Albright: F. & Blakeneys
He closed the journal and put it down. What these fragments meant, exactly, Logan did not know—but it appeared that Jessup had been focusing on him, and on the Feverbridges, almost as much as on the degenerate Blakeneys. He wasn’t sure, but it seemed that his explanations of why he’d been visiting the old fire station had not completely satisfied his old friend.
Jeremy, I don’t know how to tell you this—how to ask you this. I think we should talk now.
Jessup had discovered something. That was why he did not bring his notebook with him the night before. He wasn’t planning to meet in order to interrogate Logan further, but to tell him something.
He let his eyes continue roaming over the desk as he tried to parse this sudden and surprising development. Now his eyes stopped on the screen of the computer. It showed two browser windows, each containing what appeared to be a scholarly paper. To his astonishment, Logan saw that the papers were written by Chase Feverbridge.
Eyes not moving from the screen, he sat down at the desk and began to read. Both articles, it seemed, had appeared in less-than-reputable publications: perhaps the best, or only, scientific organs in which Feverbridge could lately get his work disseminated.
He read through both from beginning to end. The first article, actually more of an extract than a full-blown paper, had been published late the previous year and discussed how Feverbridge planned to demonstrate, through conclusive proof, that elements in the moon’s atmosphere were the direct cause of the “lunar effect.” The second—and last, having been published this last February—dealt with transformational biology and regrowth: the macrophages that permitted a salamander to regrow a lost limb; the “imaginal discs” that allowed a caterpillar to transform into a butterfly, even once enzymes had dissolved many of its tissues. The article concluded with speculation about potential ways in which animal DNA could be used to influence, if not directly modify, human DNA and its genetic code—and how such changes could perhaps be precipitated in the laboratory.
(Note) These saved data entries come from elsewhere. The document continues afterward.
//! Bouncing control points and the closed smooth curve drawn through them.
//!
//! Main components:
//! - [`vector`] — 2-D vector alias and helpers.
//! - [`config`] — simulation bounds and session settings.
//! - [`steps`] — the curve smoothness setting.
//! - [`points`] — control points, their velocities and the velocity source.
//! - [`motion`] — per-frame movement with edge reflection.
//! - [`polyline`] — drawable vertex sequences.
//! - [`curve`] — closed-curve generation from control points.
//! - [`color`] — hue cycling and RGB colours.
//! - [`render`] — the drawing surface trait.
//! - [`scene`] — per-frame orchestration of all of the above.

pub mod color;
pub mod config;
pub mod curve;
pub mod motion;
pub mod points;
pub mod polyline;
pub mod render;
pub mod scene;
pub mod steps;
pub mod vector;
Logan sat back in the chair. No wonder Laura Feverbridge had spoken of her father being the object of withering scorn. The first article reflected in vague terms Feverbridge’s recent experiments with the quality and duplication of moonlight and its influence on behavior, which he’d seen firsthand, but the second—with its talk of bizarre transformational effects—was no doubt what had really made him an object of ridicule. Perhaps coming under severe academic fire had forced him to reconsider such radical speculation and—in the wake of his aborted suicide and apparent death, which in a sense gave him a new lease on life—Feverbridge had scaled back the nature of his experiments and concentrated on proving the argument made in his first paper.
One thing was clear: Jessup had been on a journey of discovery that Logan himself should, if he was honest with himself, already have made. With his eidetic memory, he recalled Laura Feverbridge’s words: And then, he published those last two articles…but he did it prematurely, submitted without my knowledge, promising much in the text but without the necessary scientific underpinnings and relevant data. I guess he was lashing out at his detractors, trying to prove his point. The result was precisely the opposite he’d hoped for—he was subjected to academic ridicule even more severe. It was then that he…tried to kill himself.